Updated on July 09, 2022

Comments

  • Tim
    Tim almost 2 years

    I have a string and would like to simply replace all of the newlines in it with the string " --linebreak-- ".

    Would it be enough to just write:

    string = string.replaceAll("\n", " --linebreak-- ");
    

    I'm confused with the regex part of it. Do I need two slashes for the newline? Is this good enough?

    • Kevin K
      Kevin K over 12 years
      Either works. See the answers to this question for a great explanation.
  • Tim
    Tim over 12 years
    So are you saying to use replace() inside a loop instead of using replaceAll() once? I dont understand why that's a better idea?
  • Bohemian
    Bohemian over 12 years
    @Tim Calling replace() once replaces all occurrences (no "loop" required)
  • Tim
    Tim over 12 years
    Oh wow. Thank you, for some reason I overlooked that when reading the spec.
  • Alkanshel
    Alkanshel about 9 years
    @Bohemian Not sure if that's totally true--in a string with a bunch of multiple-spaces ( " " ), doing replaceAll("\\s+"," ") will reduce all multi-space sections down to one, but simply replace(...) will only do it once.
  • Bohemian
    Bohemian about 9 years
    @Amalgovinus replace() replaces them all. The problem is that replaceAll() is badly named: Both methods replace all occurrences - the only difference between them is that replaceAll() uses regex for finding matches, while replace uses plain text.
  • Rondo
    Rondo over 8 years
    The other thing that is happening is that the first arg to replaceAll can be a flat string or a regex.

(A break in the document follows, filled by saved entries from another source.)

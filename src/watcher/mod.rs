//! Source change detection.
//!
//! # Responsibilities
//! - Detect that a domain's source may have changed
//! - Emit one `ChangeEvent` per detected change into the reload queue
//! - Prefer native notifications, fall back to polling when they are unavailable
//!
//! # Data Flow
//! ```text
//! push.rs: notify callback → raw event queue → settle delay per domain → ChangeEvent
//!     (registration fails or notifications stop) ↓
//! poll.rs: interval tick → scan version markers → compare with last seen → ChangeEvent
//! ```
//!
//! # Design Decisions
//! - Events may be spurious; the coordinator discards versions that are not newer
//! - Fallback to polling is permanent for the life of the watcher
//! - Polling starts from the versions held by the store, not from its own first scan
//! - The active strategy is published through a shared cell for status reporting

pub mod poll;
pub mod push;

use std::path::PathBuf;
use std::sync::atomic::{AtomicU8, Ordering};
use std::sync::Arc;
use thiserror::Error;
use tokio::sync::{broadcast, mpsc};
use tokio::task::JoinHandle;

use crate::config::{StrategyPreference, WatchConfig};
use crate::domain::{ChangeEvent, Domain};
use crate::observability::metrics;
use crate::source::SourceAccessor;
use crate::store::SnapshotStore;

pub use poll::PollWatcher;
pub use push::{PushExit, PushWatcher};

/// Errors raised while registering native notifications.
#[derive(Debug, Error)]
pub enum WatchError {
    #[error("source backend does not support native notifications")]
    Unsupported,

    #[error("watch root '{0}' is not a directory")]
    MissingRoot(PathBuf),

    #[error("native watcher failed: {0}")]
    Notify(#[from] notify::Error),
}

impl WatchError {
    /// Short label for metrics.
    pub fn reason(&self) -> &'static str {
        match self {
            WatchError::Unsupported => "unsupported",
            WatchError::MissingRoot(_) => "missing_root",
            WatchError::Notify(_) => "notify_error",
        }
    }
}

/// Change detection strategy currently in use.
#[repr(u8)]
#[derive(Debug, Clone, Copy, PartialEq, Eq)]
pub enum WatchStrategy {
    Inactive = 0,
    Push = 1,
    Poll = 2,
}

impl From<u8> for WatchStrategy {
    fn from(val: u8) -> Self {
        match val {
            1 => WatchStrategy::Push,
            2 => WatchStrategy::Poll,
            _ => WatchStrategy::Inactive,
        }
    }
}

impl WatchStrategy {
    pub fn as_str(self) -> &'static str {
        match self {
            WatchStrategy::Inactive => "inactive",
            WatchStrategy::Push => "push",
            WatchStrategy::Poll => "poll",
        }
    }
}

/// Shared, lock-free view of the active strategy.
#[derive(Debug, Clone, Default)]
pub struct StrategyCell(Arc<AtomicU8>);

impl StrategyCell {
    pub fn get(&self) -> WatchStrategy {
        WatchStrategy::from(self.0.load(Ordering::Acquire))
    }

    fn set(&self, strategy: WatchStrategy) {
        self.0.store(strategy as u8, Ordering::Release);
    }
}

/// Running watcher task.
pub struct WatcherHandle {
    strategy: StrategyCell,
    join: JoinHandle<()>,
}

impl WatcherHandle {
    pub fn strategy(&self) -> WatchStrategy {
        self.strategy.get()
    }

    /// Wait for the watcher task to exit.
    pub async fn stopped(self) {
        if let Err(e) = self.join.await {
            tracing::error!(error = %e, "Source watcher task failed");
        }
    }
}

/// Watches every domain's source and feeds change events to the reload queue.
pub struct SourceWatcher {
    source: Arc<dyn SourceAccessor>,
    store: Arc<SnapshotStore>,
    config: WatchConfig,
    strategy: StrategyCell,
}

impl SourceWatcher {
    pub fn new(
        source: Arc<dyn SourceAccessor>,
        store: Arc<SnapshotStore>,
        config: WatchConfig,
        strategy: StrategyCell,
    ) -> Self {
        Self {
            source,
            store,
            config,
            strategy,
        }
    }

    /// Register native notifications if possible and start the watcher task.
    ///
    /// Registration happens before this returns, so changes made after
    /// `spawn` are observed by the push strategy.
    pub fn spawn(
        self,
        events: mpsc::Sender<ChangeEvent>,
        shutdown: broadcast::Receiver<()>,
    ) -> WatcherHandle {
        let push = match self.config.strategy {
            StrategyPreference::Poll => {
                tracing::info!("Native notifications disabled by configuration");
                None
            }
            StrategyPreference::Auto | StrategyPreference::Push => {
                match PushWatcher::register(self.source.clone(), self.config.settle_delay()) {
                    Ok(push) => Some(push),
                    Err(e) => {
                        tracing::warn!(error = %e, "Native notifications unavailable, falling back to polling");
                        metrics::record_watch_fallback(e.reason());
                        None
                    }
                }
            }
        };

        self.launch(push, events, shutdown)
    }

    fn launch(
        self,
        push: Option<PushWatcher>,
        events: mpsc::Sender<ChangeEvent>,
        mut shutdown: broadcast::Receiver<()>,
    ) -> WatcherHandle {
        let strategy = self.strategy.clone();
        strategy.set(if push.is_some() {
            WatchStrategy::Push
        } else {
            WatchStrategy::Poll
        });

        let SourceWatcher {
            source,
            store,
            config,
            ..
        } = self;
        let cell = strategy.clone();

        let join = tokio::spawn(async move {
            if let Some(push) = push {
                match push.run(&events, &mut shutdown).await {
                    PushExit::Shutdown | PushExit::Closed => return,
                    PushExit::Lost => {
                        tracing::warn!("Native notifications stopped, falling back to polling");
                        metrics::record_watch_fallback("notifications_lost");
                        cell.set(WatchStrategy::Poll);
                    }
                }
            }

            // Versions currently served; anything that moved since they were
            // loaded is reported on the first scan.
            let loaded = Domain::ALL
                .iter()
                .filter_map(|&domain| store.try_read(domain).map(|s| (domain, s.source_version)))
                .collect::<Vec<_>>();
            PollWatcher::new(source, config.poll_interval())
                .with_baseline(loaded)
                .run(events, shutdown)
                .await;
        });

        WatcherHandle { strategy, join }
    }
}

#[cfg(test)]
mod tests {
    use super::*;
    use crate::domain::{ChangeOrigin, ConfigDocument, Snapshot};
    use crate::lifecycle::Shutdown;
    use crate::source::MemorySource;
    use std::time::Duration;

    fn loaded_store(source: &MemorySource) -> Arc<SnapshotStore> {
        let store = Arc::new(SnapshotStore::new());
        for domain in Domain::ALL {
            let version = source.put(domain, "{}");
            let doc = ConfigDocument::new(domain, serde_json::json!({}));
            store.initialize(domain, Snapshot::new(doc, version)).unwrap();
        }
        store
    }

    fn fast_config(strategy: StrategyPreference) -> WatchConfig {
        WatchConfig {
            strategy,
            poll_interval_ms: 20,
            settle_delay_ms: 20,
            event_buffer: 8,
        }
    }

    #[tokio::test]
    async fn test_backend_without_root_falls_back_to_poll() {
        let source = Arc::new(MemorySource::new());
        source.put(Domain::Ui, "{}");
        let shutdown = Shutdown::new();
        let (tx, mut rx) = mpsc::channel(8);

        let watcher = SourceWatcher::new(
            source.clone(),
            Arc::new(SnapshotStore::new()),
            fast_config(StrategyPreference::Auto),
            StrategyCell::default(),
        );
        let handle = watcher.spawn(tx, shutdown.subscribe());
        assert_eq!(handle.strategy(), WatchStrategy::Poll);

        // let the baseline scan happen first
        tokio::time::sleep(Duration::from_millis(60)).await;
        source.put(Domain::Ui, r#"{"layout": {}}"#);

        let event = tokio::time::timeout(Duration::from_secs(2), rx.recv())
            .await
            .unwrap()
            .unwrap();
        assert_eq!(event.domain, Domain::Ui);

        shutdown.trigger();
        handle.stopped().await;
    }

    #[tokio::test]
    async fn test_change_before_first_scan_is_reported() {
        let source = Arc::new(MemorySource::new());
        let store = loaded_store(&source);
        let shutdown = Shutdown::new();
        let (tx, mut rx) = mpsc::channel(8);

        // lands after loading, before the watcher exists
        source.put(Domain::Ui, r#"{"layout": {}}"#);

        let watcher = SourceWatcher::new(
            source.clone(),
            store,
            fast_config(StrategyPreference::Poll),
            StrategyCell::default(),
        );
        let handle = watcher.spawn(tx, shutdown.subscribe());

        let event = tokio::time::timeout(Duration::from_secs(2), rx.recv())
            .await
            .unwrap()
            .unwrap();
        assert_eq!(event.domain, Domain::Ui);

        tokio::time::sleep(Duration::from_millis(80)).await;
        assert!(rx.try_recv().is_err());

        shutdown.trigger();
        handle.stopped().await;
    }

    #[tokio::test]
    async fn test_lost_notifications_switch_to_polling() {
        let source = Arc::new(MemorySource::new());
        let store = loaded_store(&source);
        let shutdown = Shutdown::new();
        let (tx, mut rx) = mpsc::channel(8);

        let (push, raw) = PushWatcher::detached(source.clone(), Duration::from_millis(20));
        let watcher = SourceWatcher::new(
            source.clone(),
            store,
            fast_config(StrategyPreference::Auto),
            StrategyCell::default(),
        );
        let handle = watcher.launch(Some(push), tx, shutdown.subscribe());
        assert_eq!(handle.strategy(), WatchStrategy::Push);

        raw.send(Err(notify::Error::generic("watch descriptor removed"))).unwrap();
        let deadline = tokio::time::Instant::now() + Duration::from_secs(2);
        while handle.strategy() != WatchStrategy::Poll {
            assert!(tokio::time::Instant::now() < deadline, "still on push");
            tokio::time::sleep(Duration::from_millis(5)).await;
        }

        source.put(Domain::Business, r#"{"owner": {}}"#);
        let event = tokio::time::timeout(Duration::from_secs(2), rx.recv())
            .await
            .unwrap()
            .unwrap();
        assert_eq!(event.domain, Domain::Business);
        assert_eq!(event.origin, ChangeOrigin::Poll);

        shutdown.trigger();
        handle.stopped().await;
    }

    #[test]
    fn test_strategy_cell_defaults_to_inactive() {
        let cell = StrategyCell::default();
        assert_eq!(cell.get(), WatchStrategy::Inactive);
        cell.set(WatchStrategy::Push);
        assert_eq!(cell.get().as_str(), "push");
    }
}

In a String the "\n" is interpreted as a literal, but if you include other regex only symbols, like brackets for char sets, then you need the extra slash in order to get correct string to the regex compiler, as you say......eg, "[\\r\\n]+"
  • Mahdi Esmaeili
    Mahdi Esmaeili about 6 years
    s.replaceAll("\r?\n", " --linebreak-- "); work for me
  • Matt
    Matt almost 6 years
    I use string = string.replace("\\n", System.lineSeparator()); Edit: But that is when I'm passing 'new line characters' in from an external source (like from the command line).. so the above code replaces the literal '/n' with an actual 'new line', you might have been trying to do the reverse.
  • lepe
    lepe over 4 years
    Can also be: s.replaceAll(/^#.*\\r?\\n/, "") . Example using regex delimiters to remove comments.